Segundo ele, há muitos produtores de Boer que não certificaram seus animais, mas podem resolver isso desde que um técnico da Ancoc examine o exemplar e realize o atestado. Uma vez feito isso, é só esperar o embarque do caminhão para o Recife, de onde a encomenda seguirá por navio para o Egito, com todo o acompanhamento profissional que essa operação exige.

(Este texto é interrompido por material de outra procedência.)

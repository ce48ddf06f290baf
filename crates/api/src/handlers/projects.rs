//! Handlers for the `/projects` resource.
//!
//! Creating and deleting projects is super-admin territory; a project admin
//! may read and update their own project and its settings.

use axum::extract::{Path, State};
use axum::http::StatusCode;
use axum::Json;
use veranda_core::audit::{
    ACTION_PROJECT_CREATE, ACTION_PROJECT_DELETE, ACTION_PROJECT_SETTINGS_UPDATE,
    ACTION_PROJECT_UPDATE,
};
use veranda_core::error::CoreError;
use veranda_core::types::DbId;
use veranda_db::models::project::{CreateProject, Project, UpdateProject};
use veranda_db::repositories::ProjectRepo;

use crate::audit;
use crate::error::{AppError, AppResult};
use crate::middleware::rbac::{RequireAdmin, RequireAuth, RequireSuperAdmin};
use crate::response::ApiResponse;
use crate::state::AppState;

/// POST /api/v1/projects
pub async fn create(
    State(state): State<AppState>,
    RequireSuperAdmin(admin): RequireSuperAdmin,
    Json(input): Json<CreateProject>,
) -> AppResult<(StatusCode, Json<ApiResponse<Project>>)> {
    let project = ProjectRepo::create(&state.pool, &input).await?;
    audit::record(
        &state.pool,
        &admin,
        ACTION_PROJECT_CREATE,
        "project",
        Some(project.id),
        None,
    )
    .await;
    Ok((StatusCode::CREATED, Json(ApiResponse::new(project))))
}

/// GET /api/v1/projects
///
/// Super admins see every project; everyone else sees just their own.
pub async fn list(
    State(state): State<AppState>,
    RequireAuth(user): RequireAuth,
) -> AppResult<Json<ApiResponse<Vec<Project>>>> {
    let projects = match user.project_id {
        None => ProjectRepo::list(&state.pool).await?,
        Some(own) => ProjectRepo::find_by_id(&state.pool, own)
            .await?
            .into_iter()
            .collect(),
    };
    Ok(Json(ApiResponse::new(projects)))
}

/// GET /api/v1/projects/{id}
pub async fn get_by_id(
    State(state): State<AppState>,
    RequireAuth(user): RequireAuth,
    Path(id): Path<DbId>,
) -> AppResult<Json<ApiResponse<Project>>> {
    user.check_project(id)?;
    let project = ProjectRepo::find_by_id(&state.pool, id)
        .await?
        .ok_or(AppError::Core(CoreError::NotFound {
            entity: "Project",
            id,
        }))?;
    Ok(Json(ApiResponse::new(project)))
}

/// PATCH /api/v1/projects/{id}
pub async fn update(
    State(state): State<AppState>,
    RequireAdmin(admin): RequireAdmin,
    Path(id): Path<DbId>,
    Json(input): Json<UpdateProject>,
) -> AppResult<Json<ApiResponse<Project>>> {
    admin.check_project(id)?;
    let project = ProjectRepo::update(&state.pool, id, &input)
        .await?
        .ok_or(AppError::Core(CoreError::NotFound {
            entity: "Project",
            id,
        }))?;
    audit::record(
        &state.pool,
        &admin,
        ACTION_PROJECT_UPDATE,
        "project",
        Some(id),
        None,
    )
    .await;
    Ok(Json(ApiResponse::new(project)))
}

/// GET /api/v1/projects/{id}/settings
pub async fn get_settings(
    State(state): State<AppState>,
    RequireAdmin(admin): RequireAdmin,
    Path(id): Path<DbId>,
) -> AppResult<Json<ApiResponse<serde_json::Value>>> {
    admin.check_project(id)?;
    let project = ProjectRepo::find_by_id(&state.pool, id)
        .await?
        .ok_or(AppError::Core(CoreError::NotFound {
            entity: "Project",
            id,
        }))?;
    Ok(Json(ApiResponse::new(project.settings)))
}

/// PUT /api/v1/projects/{id}/settings
///
/// Replace the project's settings document wholesale.
pub async fn update_settings(
    State(state): State<AppState>,
    RequireAdmin(admin): RequireAdmin,
    Path(id): Path<DbId>,
    Json(settings): Json<serde_json::Value>,
) -> AppResult<Json<ApiResponse<Project>>> {
    admin.check_project(id)?;

    if !settings.is_object() {
        return Err(AppError::Core(CoreError::Validation(
            "Settings must be a JSON object".into(),
        )));
    }

    let project = ProjectRepo::update_settings(&state.pool, id, &settings)
        .await?
        .ok_or(AppError::Core(CoreError::NotFound {
            entity: "Project",
            id,
        }))?;
    audit::record(
        &state.pool,
        &admin,
        ACTION_PROJECT_SETTINGS_UPDATE,
        "project",
        Some(id),
        None,
    )
    .await;
    Ok(Json(ApiResponse::new(project)))
}

/// DELETE /api/v1/projects/{id}
pub async fn delete(
    State(state): State<AppState>,
    RequireSuperAdmin(admin): RequireSuperAdmin,
    Path(id): Path<DbId>,
) -> AppResult<StatusCode> {
    let deleted = ProjectRepo::soft_delete(&state.pool, id).await?;
    if deleted {
        audit::record(
            &state.pool,
            &admin,
            ACTION_PROJECT_DELETE,
            "project",
            Some(id),
            None,
        )
        .await;
        Ok(StatusCode::NO_CONTENT)
    } else {
        Err(AppError::Core(CoreError::NotFound {
            entity: "Project",
            id,
        }))
    }
}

“Levantei a informação, só um embarque desse entre Recife e o porto de Alexandria, no Egito, custa a bagatela de US$ 100 mil”, diz o presidente da Ancoc.

Essa possibilidade de negócios foi aberta em setembro de 2019 durante uma missão comercial da ministra da Agricultura, Tereza Cristina, ao Oriente Médio, quando participou de um seminário na Federação das Câmaras Egípcias de Comércio e defendeu a diversificação da pauta comercial agrícola entre Brasil e Egito.

Na ocasião, a ministra reuniu-se com o ministro da Agricultura e Recuperação de Terras, Ezz el-Din Abu Steit, para tratar do processo de importação de uva e alho egípcios e o envio de ovinos e caprinos para o Egito para beneficiar criadores do Nordeste brasileiro.

Em 2018, as exportações agropecuárias do Brasil para 22 países árabes e integrantes da Organização para a Cooperação Islâmica, totalizando 55 países, somaram US$ 16,13 bilhões ou 19% do total das vendas externas do agro brasileiro, um porcentual superior ao que foi exportado para a União Européia (16%).

Segundo os dados mais recentes, das 9.592.079 cabeças de ovinos e caprinos do Brasil, 93% do rebanho está no Nordeste, com 8.944.461 animais. O Rio Grande do Norte tem 4,35% do total do rebanho caprino nacional, ou seja, 405.983 caprinos, o que equivale ao sexto maior rebanho do país.

O QUE O BOER TEM

Raça que anda por aqui desde o fim dos anos 80, o Boer era caro demais para ser disseminado rapidamente entre os produtores. Carne com baixo percentual de gordura (menos de 3%), colesterol, gordura saturada e calorias, é muito macia, saborosa e suculenta quando comparada às outras raças de caprinos.

A cabra Boer atinge a puberdade precocemente, geralmente cerca de 6 meses de idade e é considerado um animal de baixa manutenção, sendo que a fêmea possui leite suficiente para alimentar seu filhote, o que dispensa o fornecimento de concentrado.